Alttextilien: Lokale Lösungen gesucht

Bis 1975 wurden weltweit 33 Millionen Tonnen an Textilfasern produziert. Bis 2020 verdreifachte sich das Aufkommen und soll 2030 auf 147 Millionen Tonnen anwachsen. Was können Kommunen tun, um der steigenden Menge an Alttextilien Herr zu werden? Zero Waste Europe hat sich nach Alternativen zur „schnellen Mode“ umgesehen.

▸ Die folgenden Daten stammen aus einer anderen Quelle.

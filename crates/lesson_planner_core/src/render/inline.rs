//! Inline span scanning for table cells, list items and paragraphs.
//!
//! The three curriculum keywords are matched first (case-insensitive) and
//! become badge spans; only the text between keyword matches is scanned for
//! `**bold**` spans, so bold detection never crosses a keyword boundary.

use std::sync::LazyLock;

use regex::Regex;

static KEYWORD_RE: LazyLock<Regex> =
    LazyLock::new(|| Regex::new(r"(?i)Berkesadaran|Bermakna|Menggembirakan").unwrap());

static BOLD_RE: LazyLock<Regex> = LazyLock::new(|| Regex::new(r"\*\*[^*]+\*\*").unwrap());

/// The three fixed curriculum principles the model is instructed to emit
/// verbatim so the renderer can badge them.
#[derive(Debug, Clone, Copy, PartialEq, Eq)]
pub enum Keyword {
    Berkesadaran,
    Bermakna,
    Menggembirakan,
}

impl Keyword {
    /// The canonical display form, regardless of the case the model used.
    pub fn label(self) -> &'static str {
        match self {
            Keyword::Berkesadaran => "Berkesadaran",
            Keyword::Bermakna => "Bermakna",
            Keyword::Menggembirakan => "Menggembirakan",
        }
    }

    fn from_match(text: &str) -> Self {
        match text.to_lowercase().as_str() {
            "berkesadaran" => Keyword::Berkesadaran,
            "bermakna" => Keyword::Bermakna,
            _ => Keyword::Menggembirakan,
        }
    }
}

/// One inline fragment of a rendered line.
#[derive(Debug, Clone, PartialEq, Eq)]
pub enum Span {
    Text(String),
    /// A `**bold**` run, asterisks stripped.
    Strong(String),
    /// One of the badged curriculum keywords.
    Keyword(Keyword),
}

/// Scans a line fragment into inline spans. Keyword matching takes
/// precedence; the remaining segments are scanned for bold runs.
pub fn parse_inline(text: &str) -> Vec<Span> {
    let mut spans = Vec::new();
    let mut cursor = 0;
    for keyword in KEYWORD_RE.find_iter(text) {
        push_bold_segments(&mut spans, &text[cursor..keyword.start()]);
        spans.push(Span::Keyword(Keyword::from_match(keyword.as_str())));
        cursor = keyword.end();
    }
    push_bold_segments(&mut spans, &text[cursor..]);
    spans
}

fn push_bold_segments(spans: &mut Vec<Span>, segment: &str) {
    let mut cursor = 0;
    for bold in BOLD_RE.find_iter(segment) {
        if bold.start() > cursor {
            spans.push(Span::Text(segment[cursor..bold.start()].to_string()));
        }
        let inner = bold.as_str().trim_matches('*');
        spans.push(Span::Strong(inner.to_string()));
        cursor = bold.end();
    }
    if cursor < segment.len() {
        spans.push(Span::Text(segment[cursor..].to_string()));
    }
}

#[cfg(test)]
mod tests {
    use super::*;

    #[test]
    fn keywords_match_in_any_case() {
        for variant in ["Berkesadaran", "BERKESADARAN", "berkesadaran", "BerKeSaDaRan"] {
            let spans = parse_inline(variant);
            assert_eq!(spans, vec![Span::Keyword(Keyword::Berkesadaran)], "{variant}");
        }
        assert_eq!(
            parse_inline("bermakna dan MENGGEMBIRAKAN"),
            vec![
                Span::Keyword(Keyword::Bermakna),
                Span::Text(" dan ".into()),
                Span::Keyword(Keyword::Menggembirakan),
            ]
        );
    }

    #[test]
    fn bold_runs_are_stripped_of_asterisks() {
        assert_eq!(
            parse_inline("sebelum **tengah** sesudah"),
            vec![
                Span::Text("sebelum ".into()),
                Span::Strong("tengah".into()),
                Span::Text(" sesudah".into()),
            ]
        );
    }

    #[test]
    fn bold_detection_never_crosses_a_keyword_boundary() {
        // The ** pair straddles the keyword; neither half may become bold.
        let spans = parse_inline("**Bermakna**");
        assert_eq!(
            spans,
            vec![
                Span::Text("**".into()),
                Span::Keyword(Keyword::Bermakna),
                Span::Text("**".into()),
            ]
        );
    }

    #[test]
    fn plain_text_stays_a_single_span() {
        assert_eq!(
            parse_inline("tidak ada markup"),
            vec![Span::Text("tidak ada markup".into())]
        );
    }
}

Die Autoren Anders Wijkmann und Janez Potochnik sind der Meinung, dass auf der Welt genügend Textilien zur Verfügung stehen, um die nächsten sechs Generationen einzukleiden. Schon jetzt hätten Kommunen mit steigenden Textilabfallmengen und deren Entsorgungskosten zu kämpfen. Darüber hinaus verpflichtet die Europäische Union ab 2025 zur separaten Sammlung von Kleidungsabfällen, was angesichts der bislang unzureichenden Sammel-, Sortier-, Wiederverwendungs- und Recyclingkapazitäten eine merkliche Herausforderung darstellt. Alles in allem steht die Alttextilbranche (nicht nur) in Deutschland vor einer historischen Krise, die das gesamte System der Sammlung und Verwertung von Alttextilien und Altschuhen bedroht, wie es vor kurzem der bvse-Bundesverband Sekundärrohstoffe und Entsorgung e.V. ausdrückte.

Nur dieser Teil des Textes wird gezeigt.